Phonological Analysis in Typst

Author

Guilherme D. Garcia

Published

January 7, 2026

DOI Typst Package MIT License GitHub Issues Last Commit

In what follows, I assume you know about Typst, but in a nutshell it is a programming language designed for typesetting. There’s a great tutorial here and an introductory series on YouTube here. To migrate from \(\LaTeX\) in 2025, I had to spend some time playing around with the language to see if I’d be able to move all of my workflow (slides, articles, CV, etc.). I quickly discovered that it could do everything I do in \(\LaTeX\) and, crucially, much more (see here). That’s how the idea for this package was born: it is a collection of functions I often use in my teaching/research in phonology.

TipManual

There’s a comprehensive vignette for the package in PDF format here. The file constains numerous examples for all functions in Phonokit.


Main features

IPA Module

Unlike \(\LaTeX\), Typst offers out-of-the box support for Unicode characters such as phonetic symbols.
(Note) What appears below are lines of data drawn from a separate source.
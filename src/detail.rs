//! Detail aggregation for the modal: attributes, gallery and evolution line

use std::sync::Arc;
use std::time::Duration;

use futures_util::future::join;
use tokio_util::sync::CancellationToken;

use crate::api::{CatalogSource, ChainNode, EntryRecord};
use crate::error::CatalogError;
use crate::query::load_entries;
use crate::state::{CatalogEntry, FullEntry};

pub struct DetailAggregator {
    source: Arc<dyn CatalogSource>,
    timeout: Duration,
}

impl DetailAggregator {
    pub fn new(source: Arc<dyn CatalogSource>, timeout: Duration) -> Self {
        Self { source, timeout }
    }

    /// Full record for `name`. Fails when the entry itself cannot be
    /// loaded; a missing evolution line only leaves `evolution` empty.
    pub async fn full_detail(
        &self,
        name: &str,
        token: &CancellationToken,
    ) -> Result<FullEntry, CatalogError> {
        let fetch = async {
            let (record, evolution) = join(
                self.source.entry(name, token),
                self.evolution_sequence(name, token),
            )
            .await;
            let record = record.require(name)?;
            Ok::<_, CatalogError>(assemble(record, evolution))
        };

        match tokio::time::timeout(self.timeout, fetch).await {
            Ok(result) => result,
            Err(_) => Err(CatalogError::Timeout(name.to_string())),
        }
    }

    /// `name`'s evolution line: every stage of its chain, root first.
    /// Empty when any step fails.
    pub async fn evolution_sequence(
        &self,
        name: &str,
        token: &CancellationToken,
    ) -> Vec<CatalogEntry> {
        let Some(species) = self.source.species(name, token).await.found() else {
            return Vec::new();
        };
        let Some(url) = species.evolution_chain_url else {
            return Vec::new();
        };
        let Some(chain) = self.source.evolution_chain(&url, token).await.found() else {
            return Vec::new();
        };

        let mut stages = Vec::new();
        collect_stages(&chain, &mut stages);
        load_entries(self.source.as_ref(), &stages, token)
            .await
            .unwrap_or_default()
    }
}

/// Depth-first over every `evolves_to` branch, skipping names already seen.
pub fn collect_stages(chain: &ChainNode, stages: &mut Vec<String>) {
    if !stages.contains(&chain.species) {
        stages.push(chain.species.clone());
    }
    for next in &chain.evolves_to {
        collect_stages(next, stages);
    }
}

fn assemble(record: EntryRecord, evolution: Vec<CatalogEntry>) -> FullEntry {
    let entry = record.summary();
    FullEntry {
        entry,
        height: record.height,
        weight: record.weight,
        stats: record.stats,
        abilities: record.abilities,
        evolution,
        images: record.images,
    }
}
While this is great, I am already used to tipa in \(\LaTeX\), so my first goal was to have a function that emulated tipa as much as possible: it would be familiar, practical and quick. This is what the function #ipa() does. There are only minor differences between \textipa{} and #ipa() — see reference sheet in Figure 1.
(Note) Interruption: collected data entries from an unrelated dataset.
#[cfg(test)]
mod tests {
    use super::*;
    use crate::state::{CatalogEntry, FullEntry};

    fn entry(name: &str, id: u16) -> CatalogEntry {
        CatalogEntry {
            name: name.to_string(),
            id,
            sprite_url: None,
            types: vec!["water".to_string()],
        }
    }

    fn names(count: usize) -> Vec<String> {
        (0..count).map(|idx| format!("mon{idx:02}")).collect()
    }

    fn full(name: &str, images: &[&str], evolution: &[&str]) -> FullEntry {
        FullEntry {
            entry: entry(name, 1),
            height: 7,
            weight: 69,
            stats: Vec::new(),
            abilities: Vec::new(),
            evolution: evolution
                .iter()
                .enumerate()
                .map(|(idx, stage)| entry(stage, idx as u16 + 1))
                .collect(),
            images: images.iter().map(|url| url.to_string()).collect(),
        }
    }

    fn loaded_state(candidates: Vec<String>, page_size: usize) -> AppState {
        let mut state = AppState::new(page_size);
        reducer(&mut state, Action::Init);
        let entries = query::page(&candidates, 0, page_size)
            .iter()
            .enumerate()
            .map(|(idx, name)| entry(name, idx as u16))
            .collect();
        let generation = state.generation;
        reducer(
            &mut state,
            Action::CatalogDidLoad {
                generation,
                candidates,
                entries,
            },
        );
        state
    }

    #[test]
    fn test_init_starts_refresh() {
        let mut state = AppState::default();

        let result = reducer(&mut state, Action::Init);

        assert!(result.changed);
        assert_eq!(state.list_status, ListStatus::Refreshing);
        assert_eq!(state.generation, 1);
        assert_eq!(
            result.effects,
            vec![Effect::Refresh {
                generation: 1,
                groups: Vec::new(),
                search: String::new(),
                page_size: 24,
            }]
        );
    }

    #[test]
    fn test_filter_toggle_adds_then_removes() {
        let mut state = AppState::default();

        reducer(&mut state, Action::FilterToggle("fire".into()));
        reducer(&mut state, Action::FilterToggle("water".into()));
        assert_eq!(state.selected_groups, vec!["water", "fire"]);
        assert!(state.is_group_selected("fire"));

        let result = reducer(&mut state, Action::FilterToggle("water".into()));
        assert!(result.changed);
        assert_eq!(state.selected_groups, vec!["fire"]);
        assert_eq!(state.generation, 3);
    }

    #[test]
    fn test_unknown_filter_is_ignored() {
        let mut state = AppState::default();
        let result = reducer(&mut state, Action::FilterToggle("cosmic".into()));
        assert!(!result.changed);
        assert!(result.effects.is_empty());
        assert_eq!(state.generation, 0);
    }

    #[test]
    fn test_refresh_keeps_list_until_result() {
        let mut state = loaded_state(names(30), 10);
        state.selected_index = 4;
        let before = state.entries.clone();

        reducer(&mut state, Action::FilterToggle("grass".into()));
        assert_eq!(state.entries, before);
        assert_eq!(state.selected_index, 4);
        assert!(state.is_loading());
        assert!(!reducer(&mut state, Action::PageLoadMore).changed);

        let generation = state.generation;
        reducer(
            &mut state,
            Action::CatalogDidLoad {
                generation,
                candidates: vec!["bulbasaur".into()],
                entries: vec![entry("bulbasaur", 1)],
            },
        );
        assert_eq!(state.entries, vec![entry("bulbasaur", 1)]);
        assert_eq!(state.page, 0);
        assert_eq!(state.selected_index, 0);
        assert!(!state.has_more);
    }

    #[test]
    fn test_stale_generation_is_dropped() {
        let mut state = AppState::default();
        reducer(&mut state, Action::FilterToggle("water".into()));
        let stale = state.generation;
        reducer(&mut state, Action::FilterToggle("fire".into()));

        let result = reducer(
            &mut state,
            Action::CatalogDidLoad {
                generation: stale,
                candidates: vec!["squirtle".into()],
                entries: vec![entry("squirtle", 7)],
            },
        );

        assert!(!result.changed);
        assert!(state.entries.is_empty());
        assert_eq!(state.list_status, ListStatus::Refreshing);
    }

    #[test]
    fn test_cancel_of_live_generation_settles_list() {
        let mut state = loaded_state(names(30), 10);
        let before = state.entries.clone();
        reducer(&mut state, Action::FilterToggle("grass".into()));
        let live = state.generation;

        let stale = reducer(
            &mut state,
            Action::CatalogDidCancel {
                generation: live - 1,
            },
        );
        assert!(!stale.changed);
        assert!(state.is_loading());

        let result = reducer(&mut state, Action::CatalogDidCancel { generation: live });
        assert!(result.changed);
        assert_eq!(state.list_status, ListStatus::Idle);
        assert_eq!(state.entries, before);
        assert!(!reducer(&mut state, Action::CatalogDidCancel { generation: live }).changed);
    }

    #[test]
    fn test_catalog_error_marks_failed() {
        let mut state = AppState::default();
        reducer(&mut state, Action::Init);
        let generation = state.generation;

        reducer(
            &mut state,
            Action::CatalogDidError {
                generation,
                error: "boom".into(),
            },
        );

        assert_eq!(state.list_status, ListStatus::Failed);
        assert_eq!(state.message.as_deref(), Some("Catalog error: boom"));
        assert!(state.entries.is_empty());
    }

    #[test]
    fn test_has_more_follows_full_page_heuristic() {
        assert!(loaded_state(names(20), 10).has_more);
        assert!(!loaded_state(names(9), 10).has_more);
        assert!(loaded_state(names(10), 10).has_more);
    }

    #[test]
    fn test_load_more_requests_next_slice() {
        let all = names(25);
        let mut state = loaded_state(all.clone(), 10);

        let result = reducer(&mut state, Action::PageLoadMore);

        assert_eq!(state.list_status, ListStatus::Appending);
        assert_eq!(
            result.effects,
            vec![Effect::LoadPage {
                generation: state.generation,
                page: 1,
                names: all[10..20].to_vec(),
            }]
        );

        // Second request while appending is ignored
        let again = reducer(&mut state, Action::PageLoadMore);
        assert!(!again.changed);
    }

    #[test]
    fn test_page_did_load_appends() {
        let all = names(15);
        let mut state = loaded_state(all.clone(), 10);
        reducer(&mut state, Action::PageLoadMore);

        let page_entries: Vec<_> = all[10..]
            .iter()
            .map(|name| entry(name, 0))
            .collect();
        let generation = state.generation;
        reducer(
            &mut state,
            Action::PageDidLoad {
                generation,
                page: 1,
                entries: page_entries,
            },
        );

        assert_eq!(state.entries.len(), 15);
        assert_eq!(state.page, 1);
        assert!(!state.has_more);
        assert_eq!(state.list_status, ListStatus::Idle);
        assert!(!reducer(&mut state, Action::PageLoadMore).changed);
    }

    #[test]
    fn test_exact_multiple_reports_more_then_settles() {
        let mut state = loaded_state(names(10), 10);
        assert!(state.has_more);

        let result = reducer(&mut state, Action::PageLoadMore);

        assert!(result.changed);
        assert!(result.effects.is_empty());
        assert!(!state.has_more);
        assert_eq!(state.list_status, ListStatus::Idle);
    }

    #[test]
    fn test_search_input_debounces_before_refresh() {
        let mut state = AppState::default();

        let result = reducer(&mut state, Action::SearchInput("Char".into()));
        assert_eq!(
            result.effects,
            vec![Effect::DebounceSearch {
                text: "Char".into()
            }]
        );
        assert_eq!(state.generation, 0);

        // A settle for text that was typed over does nothing
        reducer(&mut state, Action::SearchInput("Charm".into()));
        assert!(!reducer(&mut state, Action::SearchDidSettle("Char".into())).changed);

        let settled = reducer(&mut state, Action::SearchDidSettle("Charm".into()));
        assert!(settled.changed);
        assert_eq!(state.search.settled, "charm");
        assert!(matches!(
            settled.effects.as_slice(),
            [Effect::Refresh { search, .. }] if search == "charm"
        ));
    }

    #[test]
    fn test_settle_with_same_normalized_text_is_unchanged() {
        let mut state = AppState::default();
        state.search.settled = "eevee".into();
        reducer(&mut state, Action::SearchInput(" Eevee ".into()));

        let result = reducer(&mut state, Action::SearchDidSettle(" Eevee ".into()));

        assert!(!result.changed);
        assert_eq!(state.generation, 0);
    }

    #[test]
    fn test_detail_open_sets_loading() {
        let mut state = AppState::default();

        let result = reducer(&mut state, Action::DetailOpen("bulbasaur".into()));

        let modal = state.modal.as_ref().unwrap();
        assert_eq!(modal.target, "bulbasaur");
        assert!(modal.detail.is_loading());
        assert_eq!(
            result.effects,
            vec![Effect::LoadDetail {
                name: "bulbasaur".into()
            }]
        );
    }

    #[test]
    fn test_detail_error_is_explicit() {
        let mut state = AppState::default();
        reducer(&mut state, Action::DetailOpen("missingno".into()));

        reducer(
            &mut state,
            Action::DetailDidError {
                name: "missingno".into(),
                error: "missingno not found".into(),
            },
        );

        let modal = state.modal.as_ref().unwrap();
        assert!(modal.detail.is_failed());
        assert_eq!(modal.detail.error(), Some("missingno not found"));
    }

    #[test]
    fn test_detail_result_for_other_target_is_ignored() {
        let mut state = AppState::default();
        reducer(&mut state, Action::DetailOpen("squirtle".into()));
        reducer(&mut state, Action::DetailOpen("psyduck".into()));

        let result = reducer(
            &mut state,
            Action::DetailDidLoad {
                name: "squirtle".into(),
                detail: full("squirtle", &[], &[]),
            },
        );

        assert!(!result.changed);
        assert!(state.modal.as_ref().unwrap().detail.is_loading());
    }

    #[test]
    fn test_detail_close_cancels() {
        let mut state = AppState::default();
        reducer(&mut state, Action::DetailOpen("squirtle".into()));

        let result = reducer(&mut state, Action::DetailClose);

        assert!(state.modal.is_none());
        assert_eq!(result.effects, vec![Effect::CancelDetail]);
        assert!(!reducer(&mut state, Action::DetailClose).changed);
    }

    #[test]
    fn test_image_carousel_wraps_and_clamps() {
        let mut state = AppState::default();
        reducer(&mut state, Action::DetailOpen("eevee".into()));
        reducer(
            &mut state,
            Action::DetailDidLoad {
                name: "eevee".into(),
                detail: full("eevee", &["a", "b", "c"], &[]),
            },
        );

        reducer(&mut state, Action::DetailImagePrev);
        assert_eq!(state.modal.as_ref().unwrap().image(), Some("c"));
        reducer(&mut state, Action::DetailImageNext);
        assert_eq!(state.modal.as_ref().unwrap().image_index, 0);

        assert!(!reducer(&mut state, Action::DetailImageSelect(3)).changed);
        assert!(reducer(&mut state, Action::DetailImageSelect(1)).changed);
        assert_eq!(state.modal.as_ref().unwrap().image(), Some("b"));
    }

    #[test]
    fn test_evolution_select_navigates_lineage() {
        let mut state = AppState::default();
        reducer(&mut state, Action::DetailOpen("charmeleon".into()));
        reducer(
            &mut state,
            Action::DetailDidLoad {
                name: "charmeleon".into(),
                detail: full(
                    "charmeleon",
                    &[],
                    &["charmander", "charmeleon", "charizard"],
                ),
            },
        );
        assert_eq!(state.modal.as_ref().unwrap().evolution_index, 1);

        assert!(!reducer(&mut state, Action::DetailEvolutionSelect(1)).changed);

        let result = reducer(&mut state, Action::DetailEvolutionSelect(2));
        let modal = state.modal.as_ref().unwrap();
        assert_eq!(modal.target, "charizard");
        assert_eq!(modal.evolution_index, 2);
        assert!(modal.detail.is_loading());
        assert_eq!(
            result.effects,
            vec![Effect::LoadDetail {
                name: "charizard".into()
            }]
        );
    }

    #[test]
    fn test_selection_is_bounded() {
        let mut state = loaded_state(names(5), 10);

        assert!(reducer(&mut state, Action::SelectionMove(3)).changed);
        assert_eq!(state.selected_index, 3);
        reducer(&mut state, Action::SelectionMove(10));
        assert_eq!(state.selected_index, 4);
        reducer(&mut state, Action::SelectionMove(-10));
        assert_eq!(state.selected_index, 0);
        assert!(!reducer(&mut state, Action::SelectionSet(0)).changed);
    }
}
  • tipa-style input: use familiar \(\LaTeX\) tipa notation instead of hunting for Unicode symbols
  • Comprehensive symbol support: most IPA consonants, vowels, and other symbols from the tipa chart
  • Combining diacritics: Nasalized (\\~), devoiced (\\r), syllabic (\\v); the tie (\\t) is also available
  • Suprasegmentals: primary stress ('), secondary stress (,), length (:)
  • Automatic character splitting: Type SE instead of S E for efficiency (spacing is necessary around characters using backslashes)
  • Charis SIL font needed for all transcriptions. If you don’t already have this font installed, visit https://software.sil.org/charis/download/
Figure 1: Reference sheet (see vignette). Click to zoom.

IPA Charts Module

I have used the great vowel package multiple times in \(\LaTeX\), but I don’t love its interface — see example in my \(\LaTeX\) tutorial for phonologists here. The #vowels() function in phonokit is simpler: it takes a string of vowels and plot them onto a vowel trapezoid. The trapezoid in Figure 2 was created with #vowels("english"), but the function takes a string of vowels, so you can customize your trapezoid as needed. The same applies to the function #consonants().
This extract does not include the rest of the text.